Phishing is the Most Successful and Potent Attack Vector


Learn to spot a phishing message

  • Email Address Are you sure this email is actually from Microsoft? Look again! Phishing emails can fake the display name of the sender but they cannot fake the actual email address.

Be watchful for very subtle misspellings of the legitimate domain name. Like where the second "o" has been replaced by a 0, or, where the "m" has been replaced by an "r" and a "n". These are common tricks of scammers.

  • Urgent call to action or threats. Be suspicious of emails that claim you must click, call, or open an attachment immediately. Often they'll claim you have to act now to receive a reward or avoid a penalty. Creating a false sense of urgency is a common trick of phishing attacks and scams. They do that so you won't think about it too much, or consult with a trusted advisor who may warn you away. An example would be: “Your account will be Blocked!” or, Your account expires Today!”

  • Spelling and bad grammar Professional companies or organizations usually have an editorial staff to ensure customers get high-quality, professional content. If an email message has obvious spelling or grammatical errors, it might be a scam. These errors are sometimes the result of awkward translation from a foreign language, and sometimes they're deliberate in an attempt to evade filters that try to block these attacks.

  • Suspicious links or unexpected attachments Cybercriminals can also tempt you to visit fake websites with links to your email which may prompt you to enter your personal passwords.

  • Be wary of social engineering. Scammers scrape personal information from the Internet and use it to impersonate friends or authority figures.

  • Phishing emails often tell a story to trick you into clicking on a link or opening an attachment. They may-

    • say they’ve noticed some suspicious activity or log-in attempts

    • claim there’s a problem with your account or your payment information

    • say you must confirm some personal information

    • include a fake invoice

    • want you to click on a link to make a payment

    • say you’re eligible to register for a government refund

    • offer a coupon for free stuff

    • If it sounds too good to be true, it probably is.

If you receive a suspicious email

  • Do not enter your personal information or passwords on an untrusted website or a document referenced in the email.
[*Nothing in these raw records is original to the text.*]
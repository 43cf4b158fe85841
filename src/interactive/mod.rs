//! Interactive notifications: categories, foreground tracking and in-app dialogs.

pub mod category;
pub mod foreground;
pub mod handler;
pub mod rules;

pub use category::{CategoryRegistry, InteractiveCategories, NotificationAction, NotificationCategory};
pub use foreground::{
    ActivityLifecycleMonitor, ForegroundListener, ForegroundState, ForegroundStateMonitor,
    ScreenHandle,
};
pub use handler::{InAppNotificationHandler, InAppView};
pub use rules::{DisplayDecision, InAppRules};
//! MSISDN (phone number) synchronization.

use crate::error::{MessagingError, Result};
use crate::events::{Event, EventDispatcher, SdkEvent};
use crate::stats::{MessagingStats, StatsError};
use async_trait::async_trait;
use std::sync::atomic::{AtomicBool, Ordering};
use std::sync::Arc;
use tracing::{debug, error, info};

/// Backend call registering the MSISDN for this installation
#[async_trait]
pub trait MsisdnRegistrar: Send + Sync {
    async fn register_msisdn(&self, msisdn: i64) -> Result<()>;
}

/// Result of a synchronization attempt
#[derive(Debug, Clone, PartialEq, Eq)]
pub enum SyncOutcome {
    /// Registered installation already has the MSISDN on the backend
    AlreadyReported,
    /// No valid MSISDN; the reported flag was cleared
    Cleared,
    Reported,
    Failed(MessagingError),
}

pub struct MsisdnSynchronizer {
    registrar: Arc<dyn MsisdnRegistrar>,
    dispatcher: EventDispatcher,
    stats: Arc<MessagingStats>,
    reported: AtomicBool,
}

impl MsisdnSynchronizer {
    pub fn new(
        registrar: Arc<dyn MsisdnRegistrar>,
        dispatcher: EventDispatcher,
        stats: Arc<MessagingStats>,
    ) -> Self {
        Self {
            registrar,
            dispatcher,
            stats,
            reported: AtomicBool::new(false),
        }
    }

    /// Report `msisdn` unless the registered installation already did.
    ///
    /// `reported` is the persisted flag from a previous run.
    pub async fn synchronize(
        &self,
        installation_id: Option<&str>,
        msisdn: i64,
        reported: bool,
    ) -> SyncOutcome {
        if installation_id.is_some() && reported {
            self.reported.store(true, Ordering::SeqCst);
            return SyncOutcome::AlreadyReported;
        }

        if msisdn <= 0 {
            debug!("No MSISDN to report");
            self.reported.store(false, Ordering::SeqCst);
            return SyncOutcome::Cleared;
        }

        match self.registrar.register_msisdn(msisdn).await {
            Ok(()) => {
                info!("MSISDN reported");
                self.reported.store(true, Ordering::SeqCst);
                self.dispatcher
                    .emit(&SdkEvent::new(Event::MsisdnSynced).with_msisdn(msisdn));
                SyncOutcome::Reported
            }
            Err(e) => {
                error!("Error reporting MSISDN: {}", e);
                self.stats.report_error(StatsError::MsisdnSyncError);
                self.dispatcher.emit(
                    &SdkEvent::new(Event::ApiCommunicationError).with_error(e.to_string()),
                );
                SyncOutcome::Failed(e)
            }
        }
    }

    /// Whether the MSISDN is known to be on the backend
    pub fn is_reported(&self) -> bool {
        self.reported.load(Ordering::SeqCst)
    }
}

impl std::fmt::Debug for MsisdnSynchronizer {
    fn fmt(&self, f: &mut std::fmt::Formatter<'_>) -> std::fmt::Result {
        f.debug_struct("MsisdnSynchronizer")
            .field("reported", &self.is_reported())
            .finish()
    }
}

#[cfg(test)]
mod tests {
    use super::*;
    use parking_lot::Mutex;

    #[derive(Default)]
    struct FakeRegistrar {
        calls: Mutex<Vec<i64>>,
        fail: bool,
    }

    #[async_trait]
    impl MsisdnRegistrar for FakeRegistrar {
        async fn register_msisdn(&self, msisdn: i64) -> Result<()> {
            self.calls.lock().push(msisdn);
            if self.fail {
                Err(MessagingError::api("MobileMessaging API didn't return any value"))
            } else {
                Ok(())
            }
        }
    }

    fn synchronizer(
        registrar: Arc<FakeRegistrar>,
    ) -> (MsisdnSynchronizer, EventDispatcher, Arc<MessagingStats>) {
        let dispatcher = EventDispatcher::new();
        let stats = Arc::new(MessagingStats::new());
        let sync = MsisdnSynchronizer::new(registrar, dispatcher.clone(), stats.clone());
        (sync, dispatcher, stats)
    }

    #[tokio::test]
    async fn test_skip_when_already_reported() {
        let registrar = Arc::new(FakeRegistrar::default());
        let (sync, _, _) = synchronizer(registrar.clone());

        let outcome = sync.synchronize(Some("instance"), 385_991_234_567, true).await;
        assert_eq!(outcome, SyncOutcome::AlreadyReported);
        assert!(registrar.calls.lock().is_empty());
    }

    #[tokio::test]
    async fn test_reported_flag_ignored_without_installation() {
        let registrar = Arc::new(FakeRegistrar::default());
        let (sync, _, _) = synchronizer(registrar.clone());

        let outcome = sync.synchronize(None, 385_991_234_567, true).await;
        assert_eq!(outcome, SyncOutcome::Reported);
        assert_eq!(*registrar.calls.lock(), vec![385_991_234_567]);
    }

    #[tokio::test]
    async fn test_invalid_msisdn_clears_flag() {
        let registrar = Arc::new(FakeRegistrar::default());
        let (sync, _, _) = synchronizer(registrar.clone());

        assert_eq!(sync.synchronize(Some("i"), 0, false).await, SyncOutcome::Cleared);
        assert_eq!(sync.synchronize(None, -5, false).await, SyncOutcome::Cleared);
        assert!(!sync.is_reported());
        assert!(registrar.calls.lock().is_empty());
    }

    #[tokio::test]
    async fn test_success_emits_synced() {
        let registrar = Arc::new(FakeRegistrar::default());
        let (sync, dispatcher, _) = synchronizer(registrar);
        let synced = Arc::new(Mutex::new(None));
        let synced_clone = synced.clone();
        dispatcher.bind(Event::MsisdnSynced, move |event| {
            *synced_clone.lock() = event.msisdn;
        });

        assert_eq!(
            sync.synchronize(Some("i"), 12345, false).await,
            SyncOutcome::Reported
        );
        assert!(sync.is_reported());
        assert_eq!(*synced.lock(), Some(12345));
    }

    #[tokio::test]
    async fn test_failure_records_error() {
        let registrar = Arc::new(FakeRegistrar {
            fail: true,
            ..Default::default()
        });
        let (sync, dispatcher, stats) = synchronizer(registrar);
        let errors = Arc::new(Mutex::new(0));
        let errors_clone = errors.clone();
        dispatcher.bind(Event::ApiCommunicationError, move |_| {
            *errors_clone.lock() += 1;
        });

        let outcome = sync.synchronize(Some("i"), 12345, false).await;
        assert!(matches!(outcome, SyncOutcome::Failed(MessagingError::ApiError { .. })));
        assert!(!sync.is_reported());
        assert_eq!(stats.error_count(StatsError::MsisdnSyncError), 1);
        assert_eq!(*errors.lock(), 1);
    }
}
  • Do not click any links provided in these emails (or cut and paste them into a browser). This may download viruses to your computer, or at best, confirm your email address to phishers.

  • Do not open any attachments. If you receive an attachment you are not expecting, confirm with the senders by phone that they did indeed send the message and meant to send an attachment.

  • Do not reply even if you recognize the sender as a well-known business or financial institution. If you have an account with this institution, contact them directly and ask them to verify the information included in the email.

  • Report any suspicious messages by forwarding it to

  • Delete the message.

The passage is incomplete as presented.